The Hinge of the West
By Dick Blust, Jr.
Geography, of course, is fundamental to all aspects of history, and in few cases is this more profoundly true than in the American West. Arguably, the most significant—in an emblematic sense, at least—is the Tri-Territory Historic Site in Sweetwater County, Wyo., where the Louisiana Purchase, the Oregon Country and the Mexican Cession all joined at a single spot along the Continental Divide. Those three acquisitions, with the last coming in 1848, became the overwhelming bulk of the western United States outside of Texas.
Last fall, along with Dave Mead, executive director of the Sweetwater County Historical Museum in Green River, I traveled to the site to photograph it. It’s a lonely place and the vista is breathtaking in any direction, which helps us get a handle on the West’s elemental fact: its immensity. Dave and I talked about the fact that we were standing—figuratively and, in a way, even literally—at its center.
Look at a map of the United States and imagine a circle with a radius of roughly 900 miles with the Tri-Territory monument at its center. Within that circle are the states of Oklahoma, Kansas, Nebraska, South Dakota, North Dakota, Colorado, Wyoming, Montana, Idaho, Washington, Oregon, California, Utah, Nevada, New Mexico and a portion of Texas. As such, the site serves as the base of a great hinge, whose long, sweeping arm extends east to St. Louis, south to the Rio Grande, west to the Golden Gate, and north to the Canadian border: the Hinge of the West.

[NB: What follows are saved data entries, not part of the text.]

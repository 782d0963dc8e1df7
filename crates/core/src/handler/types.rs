use async_trait::async_trait;
use serde::{Deserialize, Serialize};
use std::collections::{HashMap, HashSet};
use thiserror::Error;

/// Location of the requested episode inside a confirmed season pack.
#[derive(Debug, Clone, PartialEq, Eq, Serialize, Deserialize)]
pub struct SeasonPackHint {
    /// Index of the file inside the archive, if the service numbers files.
    #[serde(default, skip_serializing_if = "Option::is_none")]
    pub file_index: Option<u32>,
    /// Service-side file identifier, if it uses opaque ids.
    #[serde(default, skip_serializing_if = "Option::is_none")]
    pub file_id: Option<String>,
    pub file_path: String,
    pub file_bytes: u64,
}

/// Optional operations a handler supports.
#[derive(Debug, Clone, Copy, Default, PartialEq, Eq, Serialize, Deserialize)]
pub struct HandlerCapabilities {
    /// `live_check_hash` is implemented.
    pub live_check: bool,
    /// `batch_check_season_packs` is implemented.
    pub season_packs: bool,
}

impl HandlerCapabilities {
    pub fn full() -> Self {
        Self {
            live_check: true,
            season_packs: true,
        }
    }
}

/// Errors a cache handler can report.
///
/// None of these abort a run; the resolver logs them and treats the probe
/// as a miss.
#[derive(Debug, Error)]
pub enum HandlerError {
    #[error("Cache service unavailable: {0}")]
    Unavailable(String),

    #[error("Rate limited by cache service, retry in {retry_after_ms}ms")]
    RateLimited { retry_after_ms: u64 },

    #[error("Request timeout")]
    Timeout,

    #[error("Operation not supported: {0}")]
    Unsupported(&'static str),

    #[error(transparent)]
    Other(#[from] anyhow::Error),
}

impl HandlerError {
    /// Short label for metrics.
    pub fn kind(&self) -> &'static str {
        match self {
            HandlerError::Unavailable(_) => "unavailable",
            HandlerError::RateLimited { .. } => "rate_limited",
            HandlerError::Timeout => "timeout",
            HandlerError::Unsupported(_) => "unsupported",
            HandlerError::Other(_) => "other",
        }
    }
}

/// The cache oracle: a debrid-style service that can tell whether a torrent
/// is already available for instant download.
///
/// Only [`check_cached_hashes`](CacheHandler::check_cached_hashes) is
/// required. Optional operations must be advertised through
/// [`capabilities`](CacheHandler::capabilities); the resolver never calls an
/// operation the handler does not advertise.
#[async_trait]
pub trait CacheHandler: Send + Sync {
    /// Label used to correlate log lines.
    fn identifier(&self) -> &str {
        "cache"
    }

    fn capabilities(&self) -> HandlerCapabilities {
        HandlerCapabilities::default()
    }

    /// Disable quota, cap and early-exit enforcement for this handler.
    fn bypass_quotas(&self) -> bool {
        false
    }

    /// Polled between probes; `true` stops the run like a cancellation.
    fn is_aborted(&self) -> bool {
        false
    }

    /// Batched existence check. Returns the subset of `hashes` that is cached.
    async fn check_cached_hashes(&self, hashes: &[String])
        -> Result<HashSet<String>, HandlerError>;

    /// Single-item check.
    async fn live_check_hash(&self, _hash: &str) -> Result<bool, HandlerError> {
        Err(HandlerError::Unsupported("live_check_hash"))
    }

    /// Inspect season packs for the requested episode.
    ///
    /// Returns an entry for every pack confirmed to contain the episode,
    /// with a file hint when the service can locate it.
    async fn batch_check_season_packs(
        &self,
        _hashes: &[String],
        _season: u32,
        _episode: u32,
    ) -> Result<HashMap<String, Option<SeasonPackHint>>, HandlerError> {
        Err(HandlerError::Unsupported("batch_check_season_packs"))
    }

    /// Called exactly once when a run ends.
    async fn cleanup(&self) -> Result<(), HandlerError> {
        Ok(())
    }
}

#[cfg(test)]
mod tests {
    use super::*;

    struct BatchOnly;

    #[async_trait]
    impl CacheHandler for BatchOnly {
        async fn check_cached_hashes(
            &self,
            hashes: &[String],
        ) -> Result<HashSet<String>, HandlerError> {
            Ok(hashes.iter().take(1).cloned().collect())
        }
    }

    #[tokio::test]
    async fn test_default_methods() {
        let handler = BatchOnly;
        assert_eq!(handler.identifier(), "cache");
        assert_eq!(handler.capabilities(), HandlerCapabilities::default());
        assert!(!handler.bypass_quotas());
        assert!(!handler.is_aborted());
        assert!(handler.cleanup().await.is_ok());

        let err = handler.live_check_hash("abc").await.unwrap_err();
        assert!(matches!(err, HandlerError::Unsupported("live_check_hash")));
        let err = handler
            .batch_check_season_packs(&["abc".to_string()], 1, 1)
            .await
            .unwrap_err();
        assert_eq!(err.kind(), "unsupported");
    }

    #[tokio::test]
    async fn test_required_method() {
        let cached = BatchOnly
            .check_cached_hashes(&["a".to_string(), "b".to_string()])
            .await
            .unwrap();
        assert_eq!(cached.len(), 1);
        assert!(cached.contains("a"));
    }

    #[test]
    fn test_error_display() {
        let err = HandlerError::RateLimited {
            retry_after_ms: 500,
        };
        assert_eq!(
            err.to_string(),
            "Rate limited by cache service, retry in 500ms"
        );
        let err: HandlerError = anyhow::anyhow!("socket closed").into();
        assert_eq!(err.to_string(), "socket closed");
        assert_eq!(err.kind(), "other");
    }

    #[test]
    fn test_hint_serde_skips_missing_ids() {
        let hint = SeasonPackHint {
            file_index: Some(4),
            file_id: None,
            file_path: "Show/S02E05.mkv".to_string(),
            file_bytes: 1_000,
        };
        let json = serde_json::to_value(&hint).unwrap();
        assert_eq!(json["file_index"], 4);
        assert!(json.get("file_id").is_none());
    }
}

The Tri-Territory Site may be symbolic, but it is nonetheless a vital symbol. There the holdings of three empires combined to form what is, for many of us, the most important part of the United States. The morality and the means of how we came into possession of these immense tracts will always be the subject of intense debate, but it is impossible to imagine an America without the West.